Leukemia inhibitory factor (LIF) is a pleiotropic cytokine essential for uterine blastocyst implantation. We investigated human LIF production and action on human chorionic gonadotropin (hCG) secretion at different stages of gestation. Decidual and chorionic tissues were obtained at the first and second trimesters of pregnancy, and at term. Decidual and trophoblast cells were isolated and cultured separately and medium LIF or hCG levels were measured by radioimmunoassay. Decidual cells derived from the first and second trimester, and term were cultured for 72 h in serum-containing medium and produced 374 +/- 162 (mean +/- SEM), 140 +/- 14 and 466 +/- 134 ngLIF/mg protein, respectively. Pregnant mare serum gonadotropin (10 U/ml) did not affect LIF production from first-trimester decidual cells, but inhibited second-trimester LIF production to 37% of that of controls (p < 0.05), and stimulated LIF production from term decidual cells to 125% of that of controls (p < 0.05). First-trimester trophoblast cells treated with 10 nmol/l hLIF for 72 h in serum-free medium increased hCG secretion by 125% (p = 0.05).
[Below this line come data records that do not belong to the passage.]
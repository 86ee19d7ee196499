//! The table store boundary.

use std::collections::BTreeSet;

use polars::prelude::DataFrame;
use sales_model::OutputFormat;

use crate::error::{Result, StoreError};

/// Named row-sets in, one named row-set out.
pub trait TableStore {
    /// Identifiers of every fetchable table whose name starts with `tag`.
    /// An empty tag lists everything.
    fn list_available(&self, tag: &str) -> Result<BTreeSet<String>>;

    /// Returns the whole table. Fails with [`StoreError::NotFound`] when absent.
    fn fetch(&self, identifier: &str) -> Result<DataFrame>;

    /// Writes `frame` under `identifier` in `format` and returns the stored key.
    ///
    /// Fails with [`StoreError::UnsupportedFormat`] before writing anything
    /// when the format is not recognized.
    fn persist(&self, frame: &mut DataFrame, identifier: &str, format: &str) -> Result<String>;
}

/// Parses a configured format name.
pub fn resolve_format(format: &str) -> Result<OutputFormat> {
    OutputFormat::from_extension(format).ok_or_else(|| StoreError::UnsupportedFormat {
        format: format.to_string(),
    })
}

/// Key a persisted table is stored under: `<identifier>.<extension>`.
pub fn target_key(identifier: &str, format: OutputFormat) -> String {
    format!("{identifier}.{}", format.extension())
}

#[cfg(test)]
mod tests {
    use super::*;

    #[test]
    fn test_resolve_format() {
        assert_eq!(resolve_format("csv").unwrap(), OutputFormat::Csv);
        assert!(matches!(
            resolve_format("parquet"),
            Err(StoreError::UnsupportedFormat { format }) if format == "parquet"
        ));
    }

    #[test]
    fn test_target_key() {
        assert_eq!(target_key("sales-report", OutputFormat::Csv), "sales-report.csv");
    }
}
use std::fs::File;
use std::io::BufWriter;
use std::path::Path;

use anyhow::{Context, Result};
use comfy_table::Table;
use tracing::info_span;

use sales_cli::pipeline::run_job;
use sales_cli::types::RunReport;
use sales_model::{EtlConfig, load_config};
use sales_store::{LocalTableStore, TableStore};

use crate::cli::{RunArgs, TablesArgs};
use crate::summary::apply_table_style;

pub fn run_report(args: &RunArgs) -> Result<RunReport> {
    let config = resolve_config(args)?;
    let span = info_span!("run", config = %args.config.display());
    let _guard = span.enter();

    let source = LocalTableStore::new(&config.store.source_dir);
    let target = LocalTableStore::new(&config.store.target_dir);
    if !args.dry_run {
        std::fs::create_dir_all(target.root()).with_context(|| {
            format!("create target directory {}", target.root().display())
        })?;
    }

    let report = run_job(&source, &target, &config, args.dry_run)?;
    if let Some(path) = &args.report_json {
        write_report_json(&report, path)?;
    }
    Ok(report)
}

pub fn run_tables(args: &TablesArgs) -> Result<()> {
    let mut config = load_config(&args.config)
        .with_context(|| format!("load config {}", args.config.display()))?;
    if let Some(dir) = &args.source_dir {
        config.store.source_dir = dir.clone();
    }
    let store = LocalTableStore::new(&config.store.source_dir);
    let available = store.list_available("").context("list source tables")?;
    let configured = config.tables.identifiers();

    let mut table = Table::new();
    table.set_header(vec!["Table", "Configured"]);
    apply_table_style(&mut table);
    for identifier in &available {
        let role = if configured.contains(&identifier.as_str()) {
            "yes"
        } else {
            "-"
        };
        table.add_row(vec![identifier.as_str(), role]);
    }
    for identifier in configured {
        if !available.contains(identifier) {
            table.add_row(vec![identifier, "missing"]);
        }
    }
    println!("{table}");
    Ok(())
}

/// Loads the config file and applies command-line overrides.
fn resolve_config(args: &RunArgs) -> Result<EtlConfig> {
    let mut config = load_config(&args.config)
        .with_context(|| format!("load config {}", args.config.display()))?;
    if let Some(dir) = &args.source_dir {
        config.store.source_dir = dir.clone();
    }
    if let Some(dir) = &args.target_dir {
        config.store.target_dir = dir.clone();
    }
    if let Some(format) = &args.format {
        config.output.format = format.clone();
    }
    Ok(config)
}

fn write_report_json(report: &RunReport, path: &Path) -> Result<()> {
    let file =
        File::create(path).with_context(|| format!("create report {}", path.display()))?;
    serde_json::to_writer_pretty(BufWriter::new(file), report)
        .with_context(|| format!("write report {}", path.display()))?;
    Ok(())
}
//! Shared utilities for the sales reporting crates.
//!
//! This crate provides the polars helpers every stage leans on: `AnyValue`
//! conversions and whole-column extraction into plain Rust vectors.

pub mod any_value;
pub mod frame;

// Re-export commonly used functions at crate root for convenience
pub use any_value::{
    any_to_f64, any_to_i64, any_to_string, any_to_text, format_numeric, parse_f64, parse_i64,
};
pub use frame::{
    column_f64s, column_i64s, column_strings, gather_column, has_column, missing_columns,
};
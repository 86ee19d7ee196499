//! The transformation as a sequence of explicit stages.
//!
//! 1. **Normalize**: prune, rename and type the transactions
//! 2. **Synthesize**: rebuild the gap year from its reference years
//! 3. **Join**: attach customer, address, region and division attributes
//! 4. **Impute**: fill missing values per calendar year
//! 5. **Enrich**: look up coordinates for the composite address
//! 6. **Deduplicate**: drop exact duplicate rows
//! 7. **Date key**: collapse year and month into a date
//!
//! Extraction and loading happen around this in the table store.

use std::fmt;
use std::time::Instant;

use polars::prelude::DataFrame;
use sales_model::EtlConfig;
use serde::Serialize;
use tracing::{Span, info, info_span};

use crate::date_key::{DateKeySpec, build_date_key};
use crate::dedupe::drop_duplicate_rows;
use crate::error::Result;
use crate::geo::{GeoSpec, attach_coordinates};
use crate::impute::{ImputationSpec, impute_by_year};
use crate::join::{Dimensions, JoinSpec, reconcile};
use crate::normalize::{NormalizeSpec, normalize_transactions};
use crate::synthesis::{SynthesisSpec, best_customer_key, split_gap_year, synthesize_gap_year};

/// The six extracted source tables.
#[derive(Debug, Clone)]
pub struct SourceFrames {
    pub sales: DataFrame,
    pub customers: DataFrame,
    pub customer_addresses: DataFrame,
    pub divisions: DataFrame,
    pub regions: DataFrame,
    pub geocodes: DataFrame,
}

#[derive(Debug, Clone, Copy, PartialEq, Eq, Serialize)]
#[serde(rename_all = "snake_case")]
pub enum Stage {
    Normalize,
    Synthesize,
    Join,
    Impute,
    Enrich,
    Deduplicate,
    DateKey,
}

impl Stage {
    pub fn as_str(self) -> &'static str {
        match self {
            Stage::Normalize => "normalize",
            Stage::Synthesize => "synthesize",
            Stage::Join => "join",
            Stage::Impute => "impute",
            Stage::Enrich => "enrich",
            Stage::Deduplicate => "deduplicate",
            Stage::DateKey => "date_key",
        }
    }

    fn span(self) -> Span {
        match self {
            Stage::Normalize => info_span!("normalize"),
            Stage::Synthesize => info_span!("synthesize"),
            Stage::Join => info_span!("join"),
            Stage::Impute => info_span!("impute"),
            Stage::Enrich => info_span!("enrich"),
            Stage::Deduplicate => info_span!("deduplicate"),
            Stage::DateKey => info_span!("date_key"),
        }
    }
}

impl fmt::Display for Stage {
    fn fmt(&self, f: &mut fmt::Formatter<'_>) -> fmt::Result {
        f.write_str(self.as_str())
    }
}

/// Row counts around one stage.
#[derive(Debug, Clone, PartialEq, Eq, Serialize)]
pub struct StageReport {
    pub stage: Stage,
    pub rows_in: usize,
    pub rows_out: usize,
    pub duration_ms: u64,
}

/// The finished report frame and what happened on the way.
#[derive(Debug, Clone)]
pub struct ReportOutcome {
    pub frame: DataFrame,
    pub stages: Vec<StageReport>,
    /// Customer key stamped on synthesized gap-year rows.
    pub backfill_customer_key: String,
    pub synthesized_rows: usize,
    pub duplicates_removed: usize,
}

struct StageLog {
    stages: Vec<StageReport>,
}

impl StageLog {
    fn run<T>(
        &mut self,
        stage: Stage,
        rows_in: usize,
        body: impl FnOnce() -> Result<T>,
        rows_out: impl FnOnce(&T) -> usize,
    ) -> Result<T> {
        stage.span().in_scope(|| {
            let start = Instant::now();
            let output = body()?;
            let report = StageReport {
                stage,
                rows_in,
                rows_out: rows_out(&output),
                duration_ms: u64::try_from(start.elapsed().as_millis()).unwrap_or(u64::MAX),
            };
            info!(
                rows_in = report.rows_in,
                rows_out = report.rows_out,
                duration_ms = report.duration_ms,
                "{stage} complete"
            );
            self.stages.push(report);
            Ok(output)
        })
    }
}

/// Runs every transformation stage over the extracted tables.
pub fn build_sales_report(sources: SourceFrames, config: &EtlConfig) -> Result<ReportOutcome> {
    let normalize_spec = NormalizeSpec::from_config(config);
    let synthesis_spec = SynthesisSpec::from_config(config)?;
    let join_spec = JoinSpec::from_config(config);
    let imputation_spec = ImputationSpec::from_config(config);
    let geo_spec = GeoSpec::from_config(config);
    let date_key_spec = DateKeySpec::from_config(config);

    let SourceFrames {
        sales,
        customers,
        customer_addresses,
        divisions,
        regions,
        geocodes,
    } = sources;
    let mut log = StageLog { stages: Vec::new() };

    let rows = sales.height();
    let normalized = log.run(
        Stage::Normalize,
        rows,
        || normalize_transactions(sales, &normalize_spec),
        DataFrame::height,
    )?;

    let (complete, backfill_customer_key) = log.run(
        Stage::Synthesize,
        normalized.height(),
        || {
            let split = split_gap_year(&normalized, &synthesis_spec)?;
            let key = match &config.synthesis.backfill_customer_key {
                Some(key) => key.trim().to_string(),
                None => best_customer_key(&split.genuine, &synthesis_spec)?,
            };
            info!(
                gap_year = synthesis_spec.gap_year,
                genuine_rows = split.genuine.height(),
                backfill_customer_key = %key,
                "gap year split"
            );
            Ok((synthesize_gap_year(&split, &synthesis_spec, &key)?, key))
        },
        |(frame, _)| frame.height(),
    )?;
    let synthesized_rows = complete.height().saturating_sub(normalized.height());
    drop(normalized);

    let dimensions = Dimensions {
        customers: &customers,
        customer_addresses: &customer_addresses,
        regions: &regions,
        divisions: &divisions,
    };
    let joined = log.run(
        Stage::Join,
        complete.height(),
        || reconcile(&complete, &dimensions, &join_spec),
        DataFrame::height,
    )?;
    drop(complete);

    let imputed = log.run(
        Stage::Impute,
        joined.height(),
        || impute_by_year(joined, &imputation_spec),
        DataFrame::height,
    )?;

    let rows = imputed.height();
    let enriched = log.run(
        Stage::Enrich,
        rows,
        || attach_coordinates(imputed, &geocodes, &geo_spec),
        DataFrame::height,
    )?;

    let rows = enriched.height();
    let (deduplicated, duplicates_removed) = log.run(
        Stage::Deduplicate,
        rows,
        || {
            let mut frame = enriched;
            let removed = drop_duplicate_rows(&mut frame)?;
            Ok((frame, removed))
        },
        |(frame, _)| frame.height(),
    )?;

    let rows = deduplicated.height();
    let frame = log.run(
        Stage::DateKey,
        rows,
        || build_date_key(deduplicated, &date_key_spec),
        DataFrame::height,
    )?;

    Ok(ReportOutcome {
        frame,
        stages: log.stages,
        backfill_customer_key,
        synthesized_rows,
        duplicates_removed,
    })
}

#[cfg(test)]
mod tests {
    use super::*;

    #[test]
    fn test_stage_names() {
        assert_eq!(Stage::DateKey.to_string(), "date_key");
        assert_eq!(
            serde_json::to_string(&Stage::Deduplicate).ok(),
            Some("\"deduplicate\"".to_string())
        );
    }
}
Conversely, hLIF dose-dependently inhibited basal and cAMP-stimulated hCG secretion in trophoblasts derived during the second trimester and at term, as well as in cultured JEG-3 choriocarcinoma cells. LIF exhibited more potent inhibitory action in the second trimester, maximally reducing hCG production by 37% from that of control values (p < 0.05) at a dose of 10 nmol/l. These findings indicate that (1) LIF is produced by decidual cells throughout pregnancy and may play a different regulatory role of hCG production at different stages of gestation; and (2) gonadotropin synthesized in trophoblasts may, in part, regulate LIF production through a paracrine pathway.